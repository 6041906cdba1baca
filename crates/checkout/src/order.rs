//! Order value types and the unpaid-to-paid lifecycle.
//!
//! An [`Order`] is created unpaid from a validated cart snapshot and a
//! shipping address. Its summary is frozen at creation and the only fields
//! that ever change afterwards are the settlement fields (`is_paid`,
//! `paid_at`, `transaction_id`), which flip exactly once when the
//! reconciler confirms a matching external payment.

use chrono::{DateTime, Utc};
use rust_decimal::Decimal;
use serde::{Deserialize, Serialize};

use pikabu_core::{Gender, OrderId, ProductId, ShippingAddress, Size, UserId};

use crate::cart::{CartLine, CartSummary};

/// A cart line whose size selection is mandatory.
///
/// Orders never carry size-less lines; converting from a [`CartLine`] fails
/// with [`MissingSize`] when the shopper has not picked one yet.
#[derive(Debug, Clone, PartialEq, Eq, Serialize, Deserialize)]
pub struct OrderLine {
    pub product_id: ProductId,
    pub size: Size,
    pub quantity: u32,
    pub unit_price: Decimal,
    pub title: String,
    pub image: String,
    pub gender: Gender,
}

impl OrderLine {
    /// Price of this line: `unit_price * quantity`.
    #[must_use]
    pub fn line_total(&self) -> Decimal {
        self.unit_price * Decimal::from(self.quantity)
    }
}

/// A cart line reached checkout without a size selection.
#[derive(thiserror::Error, Debug, Clone, PartialEq, Eq)]
#[error("cart line for product {0} has no size selected")]
pub struct MissingSize(pub ProductId);

impl TryFrom<CartLine> for OrderLine {
    type Error = MissingSize;

    fn try_from(line: CartLine) -> Result<Self, Self::Error> {
        let size = line.size.ok_or(MissingSize(line.product_id))?;
        Ok(Self {
            product_id: line.product_id,
            size,
            quantity: line.quantity,
            unit_price: line.unit_price,
            title: line.title,
            image: line.image,
            gender: line.gender,
        })
    }
}

/// A proposed order that passed validation against authoritative prices.
///
/// Only the reconciler can build one, and its summary is always the
/// server-derived recomputation - the client-claimed summary never survives
/// into an order. Fields are read-only so the guarantee cannot be undone
/// between validation and persistence.
#[derive(Debug, Clone, PartialEq, Eq, Serialize)]
pub struct PricedOrder {
    items: Vec<OrderLine>,
    summary: CartSummary,
}

impl PricedOrder {
    pub(crate) const fn new(items: Vec<OrderLine>, summary: CartSummary) -> Self {
        Self { items, summary }
    }

    /// The re-priced line items.
    #[must_use]
    pub fn items(&self) -> &[OrderLine] {
        &self.items
    }

    /// The server-derived summary.
    #[must_use]
    pub const fn summary(&self) -> &CartSummary {
        &self.summary
    }

    /// Freeze this priced snapshot into an unpaid [`Order`].
    ///
    /// The persistence collaborator calls this inside the same transaction
    /// that read the price snapshot, so prices cannot move between
    /// validation and the write.
    #[must_use]
    pub fn into_order(self, user: UserId, shipping_address: ShippingAddress) -> Order {
        Order {
            id: OrderId::generate(),
            user,
            items: self.items,
            shipping_address,
            summary: self.summary,
            is_paid: false,
            paid_at: None,
            transaction_id: None,
            created_at: Utc::now(),
        }
    }
}

/// A customer order.
///
/// Created unpaid; settles to paid at most once via
/// [`OrderReconciler::confirm_payment`](crate::reconciler::OrderReconciler::confirm_payment).
#[derive(Debug, Clone, PartialEq, Eq, Serialize, Deserialize)]
pub struct Order {
    pub id: OrderId,
    /// The one user who owns this order.
    pub user: UserId,
    pub items: Vec<OrderLine>,
    pub shipping_address: ShippingAddress,
    /// Frozen at creation; always server-derived.
    pub summary: CartSummary,
    pub is_paid: bool,
    pub paid_at: Option<DateTime<Utc>>,
    /// Gateway transaction reference, set at settlement.
    pub transaction_id: Option<String>,
    pub created_at: DateTime<Utc>,
}

/// Proof that an order has been settled.
///
/// Only [`OrderReconciler::confirm_payment`](crate::reconciler::OrderReconciler::confirm_payment)
/// constructs this, so holding one means the wrapped order is paid, has a
/// settlement timestamp, and carries the gateway transaction reference.
#[derive(Debug, Clone, PartialEq, Eq, Serialize)]
pub struct SettledOrder(Order);

impl SettledOrder {
    pub(crate) const fn new(order: Order) -> Self {
        Self(order)
    }

    /// The settled order.
    #[must_use]
    pub const fn order(&self) -> &Order {
        &self.0
    }

    /// Unwrap into the plain [`Order`], e.g. for persistence.
    #[must_use]
    pub fn into_inner(self) -> Order {
        self.0
    }
}

#[cfg(test)]
#[allow(clippy::unwrap_used)]
mod tests {
    use super::*;
    use pikabu_core::TaxRate;

    fn dec(s: &str) -> Decimal {
        s.parse().unwrap()
    }

    fn cart_line(size: Option<Size>) -> CartLine {
        CartLine {
            product_id: ProductId::new(7),
            size,
            quantity: 2,
            unit_price: dec("12.50"),
            title: "Track Pants".to_string(),
            image: "track-pants.webp".to_string(),
            gender: Gender::Men,
        }
    }

    fn address() -> ShippingAddress {
        ShippingAddress {
            first_name: "Grace".to_string(),
            last_name: "Hopper".to_string(),
            address: "1 Navy Yard".to_string(),
            address2: Some("Bldg 3".to_string()),
            zip: "22201".to_string(),
            city: "Arlington".to_string(),
            country: "USA".to_string(),
            phone: "+1 555 0100".to_string(),
        }
    }

    #[test]
    fn test_order_line_requires_size() {
        let err = OrderLine::try_from(cart_line(None)).unwrap_err();
        assert_eq!(err, MissingSize(ProductId::new(7)));

        let line = OrderLine::try_from(cart_line(Some(Size::L))).unwrap();
        assert_eq!(line.size, Size::L);
        assert_eq!(line.line_total(), dec("25.00"));
    }

    #[test]
    fn test_priced_order_freezes_into_unpaid_order() {
        let line = OrderLine::try_from(cart_line(Some(Size::M))).unwrap();
        let summary = CartSummary::compute(
            &[cart_line(Some(Size::M))],
            TaxRate::new(dec("0.1")).unwrap(),
        );
        let priced = PricedOrder::new(vec![line], summary.clone());

        let order = priced.into_order(UserId::new(3), address());
        assert!(!order.is_paid);
        assert!(order.paid_at.is_none());
        assert!(order.transaction_id.is_none());
        assert_eq!(order.user, UserId::new(3));
        assert_eq!(order.summary, summary);
    }

    #[test]
    fn test_order_ids_are_unique_per_creation() {
        let line = OrderLine::try_from(cart_line(Some(Size::M))).unwrap();
        let summary = CartSummary::compute(&[cart_line(Some(Size::M))], TaxRate::ZERO);

        let a = PricedOrder::new(vec![line.clone()], summary.clone()).into_order(
            UserId::new(1),
            address(),
        );
        let b = PricedOrder::new(vec![line], summary).into_order(UserId::new(1), address());
        assert_ne!(a.id, b.id);
    }
}
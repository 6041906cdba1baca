//! Pikabu Checkout - cart ledger and order reconciliation.
//!
//! This crate holds the business rules of the checkout path:
//!
//! - [`cart`] - the client-held cart: line items merged by product and size,
//!   with a summary derived after every mutation
//! - [`order`] - order value types and the one-way unpaid-to-paid lifecycle
//! - [`reconciler`] - gatekeeping: orders are re-priced from authoritative
//!   catalog prices before creation, and settled only against a matching
//!   external payment confirmation
//! - [`config`] - checkout policy (tax rate, quantity limits) from the
//!   environment
//!
//! Everything here is synchronous and free of I/O. Collaborators resolve
//! prices, persist orders, and talk to the payment gateway; this crate only
//! judges the data they hand it.

#![cfg_attr(not(test), forbid(unsafe_code))]

pub mod cart;
pub mod config;
pub mod order;
pub mod reconciler;

pub use cart::{CartLedger, CartLine, CartSummary};
pub use config::{CheckoutConfig, ConfigError, QuantityLimits};
pub use order::{MissingSize, Order, OrderLine, PricedOrder, SettledOrder};
pub use reconciler::{OrderReconciler, OrderValidationError, SettlementError};
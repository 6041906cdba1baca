//! Catalog enums carried on cart lines and order items.
//!
//! These mirror the values stored on products in the catalog. A cart line is
//! only orderable once a concrete [`Size`] has been picked; the [`Gender`]
//! section tag travels with the line so order history can render it without
//! another catalog lookup.

use serde::{Deserialize, Serialize};

/// Garment size.
#[derive(Debug, Clone, Copy, PartialEq, Eq, Hash, PartialOrd, Ord, Serialize, Deserialize)]
#[cfg_attr(feature = "postgres", derive(sqlx::Type))]
#[cfg_attr(
    feature = "postgres",
    sqlx(type_name = "shop.size", rename_all = "UPPERCASE")
)]
#[serde(rename_all = "UPPERCASE")]
pub enum Size {
    Xs,
    S,
    M,
    L,
    Xl,
    Xxl,
    Xxxl,
}

impl Size {
    /// All sizes, smallest first. Useful for rendering size selectors.
    pub const ALL: [Self; 7] = [
        Self::Xs,
        Self::S,
        Self::M,
        Self::L,
        Self::Xl,
        Self::Xxl,
        Self::Xxxl,
    ];
}

impl std::fmt::Display for Size {
    fn fmt(&self, f: &mut std::fmt::Formatter<'_>) -> std::fmt::Result {
        let label = match self {
            Self::Xs => "XS",
            Self::S => "S",
            Self::M => "M",
            Self::L => "L",
            Self::Xl => "XL",
            Self::Xxl => "XXL",
            Self::Xxxl => "XXXL",
        };
        write!(f, "{label}")
    }
}

impl std::str::FromStr for Size {
    type Err = String;

    fn from_str(s: &str) -> Result<Self, Self::Err> {
        match s {
            "XS" => Ok(Self::Xs),
            "S" => Ok(Self::S),
            "M" => Ok(Self::M),
            "L" => Ok(Self::L),
            "XL" => Ok(Self::Xl),
            "XXL" => Ok(Self::Xxl),
            "XXXL" => Ok(Self::Xxxl),
            _ => Err(format!("invalid size: {s}")),
        }
    }
}

/// Catalog section a product is listed under.
#[derive(Debug, Clone, Copy, PartialEq, Eq, Hash, Serialize, Deserialize)]
#[cfg_attr(feature = "postgres", derive(sqlx::Type))]
#[cfg_attr(
    feature = "postgres",
    sqlx(type_name = "shop.gender", rename_all = "lowercase")
)]
#[serde(rename_all = "lowercase")]
pub enum Gender {
    Men,
    Women,
    Kids,
    Unisex,
}

impl std::fmt::Display for Gender {
    fn fmt(&self, f: &mut std::fmt::Formatter<'_>) -> std::fmt::Result {
        match self {
            Self::Men => write!(f, "men"),
            Self::Women => write!(f, "women"),
            Self::Kids => write!(f, "kids"),
            Self::Unisex => write!(f, "unisex"),
        }
    }
}

impl std::str::FromStr for Gender {
    type Err = String;

    fn from_str(s: &str) -> Result<Self, Self::Err> {
        match s {
            "men" => Ok(Self::Men),
            "women" => Ok(Self::Women),
            "kids" => Ok(Self::Kids),
            "unisex" => Ok(Self::Unisex),
            _ => Err(format!("invalid gender: {s}")),
        }
    }
}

......

WORK TASK:
Among the lines of the preceding data, which ones hold the word "write"? List them.

SOLUTION TO THE PROBLEM:
    /// validation and the write.
        write!(f, "{label}")
            Self::Men => write!(f, "men"),
            Self::Women => write!(f, "women"),
            Self::Kids => write!(f, "kids"),
            Self::Unisex => write!(f, "unisex"),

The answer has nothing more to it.